CSET is already doing most of the work within this domain. I expect my questions could be answered by reading through all of their material.
- Which role has the semiconductor industry (SCI)?
- Could AI capabilities be slowed down by manufacturing limitations (current semiconductor crisis)? Is it already slowed down? Should we expect more progress in the next decade?
- What is the role of individual actors, such as TSMC or Nvidia in the compute hardware space?
- Should we focus on regulating specific actors?
- How will the semiconductor industry develop in the next years?
- What will be the impact of nations, such as the EU and the US, focusing on building a semiconductor industry?
- Should we expect such development to decrease the price and increase research speed?
- Updating the AI and Efficiency trend with the newest data.
- Creating a similar dataset as AI and Efficiency for a different benchmark.

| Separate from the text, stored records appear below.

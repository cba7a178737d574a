pub mod fab;
pub mod navigation;
pub mod templates;

pub use fab::FabComponent;
pub use navigation::NavigationComponent;
pub use templates::TemplateComponent;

- New efficient AI systems are not optimized for hitting intermediate accuracy goals. We could tweak the efficient networks to achieve the accuracy benchmarks earlier and get better algorithmic improvements estimates.

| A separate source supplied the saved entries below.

use std::net::SocketAddr;
use std::sync::Arc;

use axum::{
    body::Body,
    extract::{ConnectInfo, RawQuery, Request, State},
    http::{header, HeaderValue, StatusCode},
    middleware::Next,
    response::{Html, IntoResponse, Response},
};
use log::{debug, error, info};
use tower::ServiceExt;
use tower_http::services::ServeDir;

use crate::components::templates::{article_html, history_html, links_html};
use crate::components::FabComponent;
use crate::errors::WikiError;
use crate::registry::{Page, Route};
use crate::types::{AppState, Link, TemplateContext};
use crate::utils::{decode_path, encode_path, has_query_key, join_url};

/// Log every request as `remote method uri`
pub async fn log_request(request: Request, next: Next) -> Response {
    let remote = request
        .extensions()
        .get::<ConnectInfo<SocketAddr>>()
        .map(|ConnectInfo(addr)| addr.to_string())
        .unwrap_or_else(|| "-".to_string());
    info!("{} {} {}", remote, request.method(), request.uri());
    next.run(request).await
}

/// 301 to `target`
pub fn moved_permanently(target: &str) -> Response {
    let location = HeaderValue::from_str(&encode_path(target))
        .unwrap_or_else(|_| HeaderValue::from_static("/"));
    (StatusCode::MOVED_PERMANENTLY, [(header::LOCATION, location)]).into_response()
}

/// Dispatch every path that is not a fixed route through the route table
pub async fn handle_path(
    State(state): State<AppState>,
    RawQuery(query): RawQuery,
    request: Request,
) -> Response {
    let path = decode_path(request.uri().path());
    let base = state.config.base.as_str();

    let trimmed = path.trim_end_matches('/');
    if trimmed.is_empty() || trimmed == base {
        return moved_permanently(&join_url(base, &state.config.home));
    }

    match state.routes.get(&path) {
        Some(Route::Page(page)) => {
            let page = Arc::clone(page);
            let result = if has_query_key(query.as_deref(), "history") {
                handle_history(&state, &page).await
            } else {
                handle_article(&state, &page)
            };
            result.unwrap_or_else(IntoResponse::into_response)
        }
        Some(Route::Alias { target }) | Some(Route::Redirect { target }) => {
            debug!("Redirecting {} -> {}", path, target);
            moved_permanently(target)
        }
        Some(Route::TagIndex { links }) => handle_links(&state, "Tags", links),
        Some(Route::Tag { name, links }) => handle_links(&state, name, links),
        None => handle_static(&state, request).await,
    }
}

fn handle_article(state: &AppState, page: &Page) -> Result<Response, WikiError> {
    let html = state.markdown.render_file(&page.file_path).map_err(|e| {
        error!("error read HTML for {}: {}", page.name, e);
        e
    })?;
    Ok(render_view(state, &page.name, article_html(page, &html), page_actions(state, page, false)))
}

async fn handle_history(state: &AppState, page: &Page) -> Result<Response, WikiError> {
    let provider = Arc::clone(&state.history);
    let file = page.file_path.clone();
    let history = tokio::task::spawn_blocking(move || provider.history(&file))
        .await
        .map_err(|e| WikiError::HistoryError(e.to_string()))
        .and_then(|r| r)
        .map_err(|e| {
            error!("error read git history for {}: {}", page.file_path.display(), e);
            e
        })?;
    let title = format!("History - {}", page.name);
    Ok(render_view(state, &title, history_html(page, &history), page_actions(state, page, true)))
}

fn handle_links(state: &AppState, title: &str, links: &[Link]) -> Response {
    render_view(state, title, links_html(title, links), String::new())
}

fn page_actions(state: &AppState, page: &Page, showing_history: bool) -> String {
    let fab = FabComponent::new();
    let actions = fab.generate_actions(&state.config.base, &page.uri, showing_history);
    fab.generate_fab_html(&actions)
}

fn render_view(state: &AppState, title: &str, content: String, actions: String) -> Response {
    let context = TemplateContext {
        title: title.to_string(),
        nav: state.nav.as_ref().clone(),
        content,
        actions,
    };
    Html(state.templates.render_shell_template(&context)).into_response()
}

/// Serve unmatched paths from the wiki's `static` directory, if it exists
async fn handle_static(state: &AppState, request: Request) -> Response {
    let static_dir = state.config.static_dir();
    if !static_dir.is_dir() {
        return WikiError::NotFound.into_response();
    }
    match ServeDir::new(static_dir).oneshot(request).await {
        Ok(resp) => resp.map(Body::new).into_response(),
        Err(e) => {
            error!("error serving static file: {}", e);
            WikiError::NotFound.into_response()
        }
    }
}

/// Stylesheet for highlighted code blocks
pub async fn handle_syntax_css(State(state): State<AppState>) -> impl IntoResponse {
    ([(header::CONTENT_TYPE, "text/css")], state.syntax_css.as_ref().clone())
}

- Learn more about the sample efficiency of AI systems.
- What is the role of compute hardware for AI safety?
- Is there more to it than just enabling more compute? How can we use it in regards to AI safety?
- How can we limit access to potentially harmful AI systems via controlling hardware?

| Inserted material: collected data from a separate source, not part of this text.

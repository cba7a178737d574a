use std::fs;

use log::info;

use crate::config::Config;
use crate::errors::WikiError;
use crate::registry::Page;
use crate::types::{History, Link, TemplateContext};
use crate::utils::{escape_attr, escape_html, format_time};

/// Built-in HTML shell
pub const DEFAULT_SHELL: &str = r##"<!doctype html>
<html lang="en">
<head>
<meta charset="utf-8">
<meta name="viewport" content="width=device-width, initial-scale=1">
<title>{{TITLE}}</title>
<link rel="stylesheet" href="/assets/css/style.css">
<link rel="stylesheet" href="/syntax.css">
<script>
(function () {
  var theme = localStorage.getItem("theme");
  if (theme) { document.documentElement.dataset.theme = theme; }
})();
</script>
</head>
<body>
<header class="nav">{{NAV}}</header>
<main class="content">
{{ACTIONS}}
{{CONTENT}}
</main>
<footer class="footer"><span>Powered by sam</span></footer>
<script>
document.addEventListener("click", function (e) {
  if (!e.target.closest("#theme-toggle")) { return; }
  var root = document.documentElement;
  var dark = root.dataset.theme === "dark" ||
    (!root.dataset.theme && window.matchMedia("(prefers-color-scheme: dark)").matches);
  root.dataset.theme = dark ? "light" : "dark";
  localStorage.setItem("theme", root.dataset.theme);
});
</script>
</body>
</html>
"##;

/// Component for handling HTML template rendering
#[derive(Debug, Clone)]
pub struct TemplateComponent {
    shell: String,
}

impl TemplateComponent {
    /// Use the built-in shell
    pub fn new() -> Self {
        Self { shell: DEFAULT_SHELL.to_string() }
    }

    pub fn with_shell(shell: String) -> Self {
        Self { shell }
    }

    /// Use `index.html` from the wiki root when present, else the built-in shell
    pub fn load(config: &Config) -> Result<Self, WikiError> {
        let custom = config.custom_template();
        if custom.is_file() {
            info!("Custom template found");
            let shell = fs::read_to_string(&custom)?;
            if !shell.contains("{{CONTENT}}") {
                return Err(WikiError::TemplateError(format!(
                    "{} has no {{{{CONTENT}}}} placeholder",
                    custom.display()
                )));
            }
            return Ok(Self::with_shell(shell));
        }
        Ok(Self::new())
    }

    /// Fill the shell placeholders in a single pass
    pub fn render_shell_template(&self, context: &TemplateContext) -> String {
        render_shell(&self.shell, context)
    }
}

impl Default for TemplateComponent {
    fn default() -> Self {
        Self::new()
    }
}

/// Substitute `{{TITLE}}`, `{{NAV}}`, `{{ACTIONS}}` and `{{CONTENT}}` in `shell`.
/// Inserted values are never scanned for placeholders again.
pub fn render_shell(shell: &str, context: &TemplateContext) -> String {
    let title = escape_html(&context.title);
    let mut out = String::with_capacity(shell.len() + context.content.len());
    let mut rest = shell;
    while let Some(start) = rest.find("{{") {
        out.push_str(&rest[..start]);
        let after = &rest[start..];
        let value = match after {
            a if a.starts_with("{{TITLE}}") => Some(("{{TITLE}}", title.as_str())),
            a if a.starts_with("{{NAV}}") => Some(("{{NAV}}", context.nav.as_str())),
            a if a.starts_with("{{ACTIONS}}") => Some(("{{ACTIONS}}", context.actions.as_str())),
            a if a.starts_with("{{CONTENT}}") => Some(("{{CONTENT}}", context.content.as_str())),
            _ => None,
        };
        match value {
            Some((token, text)) => {
                out.push_str(text);
                rest = &after[token.len()..];
            }
            None => {
                out.push_str("{{");
                rest = &after[2..];
            }
        }
    }
    out.push_str(rest);
    out
}

/// Body of the article view
pub fn article_html(page: &Page, html: &str) -> String {
    let mut out = String::new();
    out.push_str(&format!("<h1 class=\"page-title\">{}</h1>\n", escape_html(&page.name)));
    if page.is_draft() {
        out.push_str("<p class=\"badge draft\">Draft</p>\n");
    }
    out.push_str("<article class=\"markdown-body\">\n");
    out.push_str(html);
    out.push_str("</article>\n");
    out
}

/// Body of the history view
pub fn history_html(page: &Page, history: &[History]) -> String {
    let mut out = String::new();
    out.push_str(&format!("<h1 class=\"page-title\">History - {}</h1>\n", escape_html(&page.name)));
    if history.is_empty() {
        out.push_str("<p class=\"empty\">No recorded changes.</p>\n");
        return out;
    }
    out.push_str("<table class=\"history\">\n<thead><tr><th></th><th>Author</th><th>Date</th><th>Change</th><th>Commit</th></tr></thead>\n<tbody>\n");
    for h in history {
        out.push_str(&format!(
            "<tr><td><img class=\"avatar\" src=\"https://www.gravatar.com/avatar/{}?s=40&amp;d=identicon\" alt=\"\" width=\"20\" height=\"20\"></td><td title=\"{}\">{}</td><td><time datetime=\"{}\">{}</time></td><td>{}</td><td><code title=\"{}\">{}</code></td></tr>\n",
            escape_attr(&h.email_hash),
            escape_attr(&h.author_email),
            escape_html(&h.author_name),
            escape_attr(&format_time(&h.time)),
            escape_html(&format_time(&h.time)),
            escape_html(&h.summary),
            escape_attr(&h.id),
            escape_html(&h.short_id),
        ));
    }
    out.push_str("</tbody>\n</table>\n");
    out
}

/// Body of a tag listing or of the tag index
pub fn links_html(title: &str, links: &[Link]) -> String {
    let mut out = format!("<h1 class=\"page-title\">{}</h1>\n<ul class=\"links\">\n", escape_html(title));
    for link in links {
        out.push_str(&format!(
            "  <li><a href=\"{}\">{}</a></li>\n",
            escape_attr(&link.uri),
            escape_html(&link.name)
        ));
    }
    out.push_str("</ul>\n");
    out
}

#[cfg(test)]
mod tests {
    use super::*;
    use crate::services::metadata_service::Meta;
    use std::path::Path;
    use tempfile::TempDir;
    use time::OffsetDateTime;

    fn context(title: &str, content: &str) -> TemplateContext {
        TemplateContext {
            title: title.to_string(),
            nav: "<nav></nav>".to_string(),
            content: content.to_string(),
            actions: String::new(),
        }
    }

    #[test]
    fn test_render_shell_fills_placeholders() {
        let html = render_shell("<t>{{TITLE}}</t>{{NAV}}{{CONTENT}}{{UNKNOWN}}", &context("A & B", "<p>x</p>"));
        assert_eq!(html, "<t>A &amp; B</t><nav></nav><p>x</p>{{UNKNOWN}}");
    }

    #[test]
    fn test_content_is_not_rescanned() {
        let html = render_shell("{{CONTENT}}|{{TITLE}}", &context("T", "{{TITLE}}"));
        assert_eq!(html, "{{TITLE}}|T");
    }

    #[test]
    fn test_default_shell_keeps_theme_script() {
        assert!(DEFAULT_SHELL.contains("closest(\"#theme-toggle\")"));
        assert!(DEFAULT_SHELL.trim_end().ends_with("</html>"));
    }

    #[test]
    fn test_default_shell_has_all_placeholders() {
        for token in ["{{TITLE}}", "{{NAV}}", "{{ACTIONS}}", "{{CONTENT}}"] {
            assert!(DEFAULT_SHELL.contains(token), "{token}");
        }
    }

    #[test]
    fn test_load_custom_template() {
        let dir = TempDir::new().unwrap();
        let config = Config::new(dir.path());
        let html = TemplateComponent::load(&config).unwrap().render_shell_template(&context("T", "<p>x</p>"));
        assert!(html.starts_with("<!doctype html>"));

        fs::write(dir.path().join("index.html"), "<html>{{CONTENT}}</html>").unwrap();
        let html = TemplateComponent::load(&config).unwrap().render_shell_template(&context("T", "<p>x</p>"));
        assert_eq!(html, "<html><p>x</p></html>");
    }

    #[test]
    fn test_custom_template_without_content_is_rejected() {
        let dir = TempDir::new().unwrap();
        fs::write(dir.path().join("index.html"), "<html>{{TITLE}}</html>").unwrap();
        let result = TemplateComponent::load(&Config::new(dir.path()));
        assert!(matches!(result, Err(WikiError::TemplateError(_))));
    }

    #[test]
    fn test_article_marks_drafts() {
        let root = Path::new("/wiki");
        let meta = Meta { tags: vec![], draft: true };
        let page = Page::new(root, root.join("WIP.md"), meta).unwrap();
        let html = article_html(&page, "<p>body</p>");
        assert!(html.contains("Draft"));
        assert!(html.contains("<p>body</p>"));
    }

    #[test]
    fn test_history_table() {
        let root = Path::new("/wiki");
        let page = Page::new(root, root.join("Home.md"), Meta::default()).unwrap();
        let entry = History {
            id: "0123456789abcdef".into(),
            short_id: "0123456".into(),
            author_name: "Ada <admin>".into(),
            author_email: "ada@example.com".into(),
            email_hash: "abc".into(),
            time: OffsetDateTime::from_unix_timestamp(0).unwrap(),
            summary: "Fix typo".into(),
        };
        let html = history_html(&page, &[entry]);
        assert!(html.contains("History - Home"));
        assert!(html.contains("avatar/abc"));
        assert!(html.contains("Ada &lt;admin&gt;"));
        assert!(html.contains("Fix typo"));
        assert!(history_html(&page, &[]).contains("No recorded changes"));
    }

    #[test]
    fn test_links_html() {
        let links = vec![Link { name: "Page <1>".into(), uri: "/wiki/Page 1".into() }];
        let html = links_html("draft", &links);
        assert!(html.contains("<a href=\"/wiki/Page 1\">Page &lt;1&gt;</a>"));
    }
}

- The metric FLOPs/s is commonly used for discussing compute trends. However, as outlined in Section 1.1, the memory and interconnect are also of significance.
- FLOPs/s — which is often listed on specification sheets of hardware — does not give insights into real-world computing performance. We need to adjust this idealized factor by a utilization which is determined by various factors, such as the interconnect, memory capacity, and the computing setup.
- Consequently, it is important to base trends not purely on an increase in peak FLOPs/s but rather by effective FLOPs/s — measured by real-world performance.
- I suggest the investigation of benchmark metrics, such as the MLCommons or Lambda Labs benchmarks. These benchmarks provide insights into the performance of hardware with real-world workloads of different AI domains.
I have discussed various trends related to compute, and those trends often relied on metrics which we have then investigated over time. While metrics related to compute might initially seem more quantifiable than other AI inputs (such as talent, algorithms, data, etc.), I have encountered various caveats during my research. Nonetheless, I still think that compute has the most quantifiable metrics compared to the others.
In this Appendix B, I briefly want to present commonly used metrics, discuss some caveats, and propose some ideas to address those shortcomings.
B.1 Common used metrics for measuring hardware performance
The presented forecasting model for AI timelines is informed by one hardware-related metric: FLOPs/s per $. Algorithmic efficiency and money spent on compute are hardware independent. They are multiplicative with the FLOPs per $ (see Section 4.1).
We have the following options to make progress or acquire more compute. Assuming all the other metrics are constant, we can either:
- Increase the computing performance [usually measured in FLOPs/s]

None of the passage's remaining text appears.